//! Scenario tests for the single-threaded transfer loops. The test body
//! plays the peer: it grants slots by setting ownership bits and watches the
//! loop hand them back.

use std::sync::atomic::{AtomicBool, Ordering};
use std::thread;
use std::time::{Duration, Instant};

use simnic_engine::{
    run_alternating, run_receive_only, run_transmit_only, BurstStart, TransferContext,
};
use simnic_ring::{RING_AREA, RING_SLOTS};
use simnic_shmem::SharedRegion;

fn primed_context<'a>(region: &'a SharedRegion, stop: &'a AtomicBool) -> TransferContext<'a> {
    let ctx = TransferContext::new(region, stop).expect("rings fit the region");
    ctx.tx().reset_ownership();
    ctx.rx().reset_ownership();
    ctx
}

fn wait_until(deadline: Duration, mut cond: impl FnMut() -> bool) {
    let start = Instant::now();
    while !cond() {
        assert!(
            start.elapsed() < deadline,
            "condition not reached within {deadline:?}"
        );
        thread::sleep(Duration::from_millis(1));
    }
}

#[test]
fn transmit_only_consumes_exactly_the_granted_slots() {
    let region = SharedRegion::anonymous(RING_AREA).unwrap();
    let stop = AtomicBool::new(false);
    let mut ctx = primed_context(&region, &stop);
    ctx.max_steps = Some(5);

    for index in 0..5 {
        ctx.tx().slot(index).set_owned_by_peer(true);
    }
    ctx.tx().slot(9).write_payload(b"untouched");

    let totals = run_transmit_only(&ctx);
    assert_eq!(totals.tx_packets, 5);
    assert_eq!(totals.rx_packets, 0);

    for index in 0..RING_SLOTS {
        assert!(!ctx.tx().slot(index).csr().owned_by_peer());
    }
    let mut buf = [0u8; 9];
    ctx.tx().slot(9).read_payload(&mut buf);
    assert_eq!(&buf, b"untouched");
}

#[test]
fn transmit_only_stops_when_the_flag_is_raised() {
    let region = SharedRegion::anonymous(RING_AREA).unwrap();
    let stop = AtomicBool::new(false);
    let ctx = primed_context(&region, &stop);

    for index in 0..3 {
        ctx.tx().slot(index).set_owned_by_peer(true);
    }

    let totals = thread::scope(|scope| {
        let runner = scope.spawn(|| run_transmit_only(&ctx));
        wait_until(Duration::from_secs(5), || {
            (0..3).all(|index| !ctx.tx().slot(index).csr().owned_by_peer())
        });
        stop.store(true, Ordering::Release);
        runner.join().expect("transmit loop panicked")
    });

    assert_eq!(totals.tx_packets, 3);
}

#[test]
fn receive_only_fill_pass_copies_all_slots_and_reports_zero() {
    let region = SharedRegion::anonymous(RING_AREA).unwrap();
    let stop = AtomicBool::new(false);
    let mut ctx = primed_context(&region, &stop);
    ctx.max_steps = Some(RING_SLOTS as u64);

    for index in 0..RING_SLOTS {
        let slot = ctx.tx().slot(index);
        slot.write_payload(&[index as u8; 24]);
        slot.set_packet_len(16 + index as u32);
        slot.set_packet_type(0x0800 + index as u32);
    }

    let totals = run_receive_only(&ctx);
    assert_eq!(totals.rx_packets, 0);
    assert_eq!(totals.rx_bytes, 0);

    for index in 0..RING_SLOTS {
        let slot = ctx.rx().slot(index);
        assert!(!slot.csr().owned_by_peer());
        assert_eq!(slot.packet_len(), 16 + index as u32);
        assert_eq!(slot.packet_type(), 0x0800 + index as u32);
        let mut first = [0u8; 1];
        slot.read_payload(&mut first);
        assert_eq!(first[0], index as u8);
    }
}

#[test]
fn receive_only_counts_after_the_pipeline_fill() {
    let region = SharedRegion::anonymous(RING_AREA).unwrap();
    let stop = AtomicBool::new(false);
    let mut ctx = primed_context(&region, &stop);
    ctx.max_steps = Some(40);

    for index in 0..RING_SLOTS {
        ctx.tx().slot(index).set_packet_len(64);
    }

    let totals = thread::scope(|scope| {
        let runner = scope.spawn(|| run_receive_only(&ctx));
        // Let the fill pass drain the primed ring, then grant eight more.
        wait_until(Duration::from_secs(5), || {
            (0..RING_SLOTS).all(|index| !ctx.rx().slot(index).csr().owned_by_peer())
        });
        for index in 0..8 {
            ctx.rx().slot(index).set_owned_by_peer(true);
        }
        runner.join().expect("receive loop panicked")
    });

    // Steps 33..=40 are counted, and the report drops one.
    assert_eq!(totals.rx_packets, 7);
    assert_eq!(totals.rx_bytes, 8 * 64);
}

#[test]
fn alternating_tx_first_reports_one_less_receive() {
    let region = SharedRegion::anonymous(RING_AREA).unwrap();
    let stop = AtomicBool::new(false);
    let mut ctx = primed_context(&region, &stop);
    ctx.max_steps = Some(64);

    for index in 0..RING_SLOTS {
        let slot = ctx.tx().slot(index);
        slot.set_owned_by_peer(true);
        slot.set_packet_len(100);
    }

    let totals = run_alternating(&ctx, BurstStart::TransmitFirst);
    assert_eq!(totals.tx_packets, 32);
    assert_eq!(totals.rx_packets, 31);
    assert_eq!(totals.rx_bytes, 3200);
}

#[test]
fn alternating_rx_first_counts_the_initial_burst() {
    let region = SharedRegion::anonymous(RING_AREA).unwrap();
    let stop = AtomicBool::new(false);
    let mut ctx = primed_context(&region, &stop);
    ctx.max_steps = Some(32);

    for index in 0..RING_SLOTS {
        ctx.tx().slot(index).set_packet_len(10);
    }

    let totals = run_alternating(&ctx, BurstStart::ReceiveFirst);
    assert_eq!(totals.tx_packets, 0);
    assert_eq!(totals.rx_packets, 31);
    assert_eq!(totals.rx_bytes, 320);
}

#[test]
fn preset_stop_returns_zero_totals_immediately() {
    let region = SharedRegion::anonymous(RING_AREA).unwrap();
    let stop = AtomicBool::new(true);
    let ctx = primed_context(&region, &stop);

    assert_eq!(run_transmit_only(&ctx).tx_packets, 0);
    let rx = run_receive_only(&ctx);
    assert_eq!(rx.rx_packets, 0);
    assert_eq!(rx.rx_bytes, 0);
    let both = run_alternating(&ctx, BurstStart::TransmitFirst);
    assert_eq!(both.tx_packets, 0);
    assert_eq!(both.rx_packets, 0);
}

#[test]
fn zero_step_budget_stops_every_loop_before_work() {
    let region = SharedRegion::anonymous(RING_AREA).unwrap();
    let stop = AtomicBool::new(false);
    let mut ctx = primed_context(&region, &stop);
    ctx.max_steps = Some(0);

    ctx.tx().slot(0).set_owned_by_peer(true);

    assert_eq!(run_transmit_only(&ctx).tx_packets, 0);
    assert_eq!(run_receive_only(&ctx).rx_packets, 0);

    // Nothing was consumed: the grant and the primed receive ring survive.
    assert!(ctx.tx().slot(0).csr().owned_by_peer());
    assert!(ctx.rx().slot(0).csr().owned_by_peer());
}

····················

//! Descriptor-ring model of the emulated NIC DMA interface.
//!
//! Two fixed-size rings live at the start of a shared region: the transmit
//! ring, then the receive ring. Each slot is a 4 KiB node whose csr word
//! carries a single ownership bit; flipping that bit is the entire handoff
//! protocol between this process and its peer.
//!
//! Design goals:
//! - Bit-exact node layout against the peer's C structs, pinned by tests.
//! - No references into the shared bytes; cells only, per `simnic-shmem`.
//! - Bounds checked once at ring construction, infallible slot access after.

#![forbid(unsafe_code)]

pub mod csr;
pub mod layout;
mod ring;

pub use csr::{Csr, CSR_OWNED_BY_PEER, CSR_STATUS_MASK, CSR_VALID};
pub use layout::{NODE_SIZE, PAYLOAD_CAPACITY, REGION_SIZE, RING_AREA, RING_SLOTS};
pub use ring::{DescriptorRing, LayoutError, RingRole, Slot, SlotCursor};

····················

▸ **WHAT TO WORK ON**:
What you give back must be the stretch above, starting at the line with "The test body" and ending at the line with "ctx.max_steps = Some(5);", copied exactly.

▸ **RESPONSE FOR THIS EXERCISE**:
//! Scenario tests for the single-threaded transfer loops. The test body
//! plays the peer: it grants slots by setting ownership bits and watches the
//! loop hand them back.

use std::sync::atomic::{AtomicBool, Ordering};
use std::thread;
use std::time::{Duration, Instant};

use simnic_engine::{
    run_alternating, run_receive_only, run_transmit_only, BurstStart, TransferContext,
};
use simnic_ring::{RING_AREA, RING_SLOTS};
use simnic_shmem::SharedRegion;

fn primed_context<'a>(region: &'a SharedRegion, stop: &'a AtomicBool) -> TransferContext<'a> {
    let ctx = TransferContext::new(region, stop).expect("rings fit the region");
    ctx.tx().reset_ownership();
    ctx.rx().reset_ownership();
    ctx
}

fn wait_until(deadline: Duration, mut cond: impl FnMut() -> bool) {
    let start = Instant::now();
    while !cond() {
        assert!(
            start.elapsed() < deadline,
            "condition not reached within {deadline:?}"
        );
        thread::sleep(Duration::from_millis(1));
    }
}

#[test]
fn transmit_only_consumes_exactly_the_granted_slots() {
    let region = SharedRegion::anonymous(RING_AREA).unwrap();
    let stop = AtomicBool::new(false);
    let mut ctx = primed_context(&region, &stop);
    ctx.max_steps = Some(5);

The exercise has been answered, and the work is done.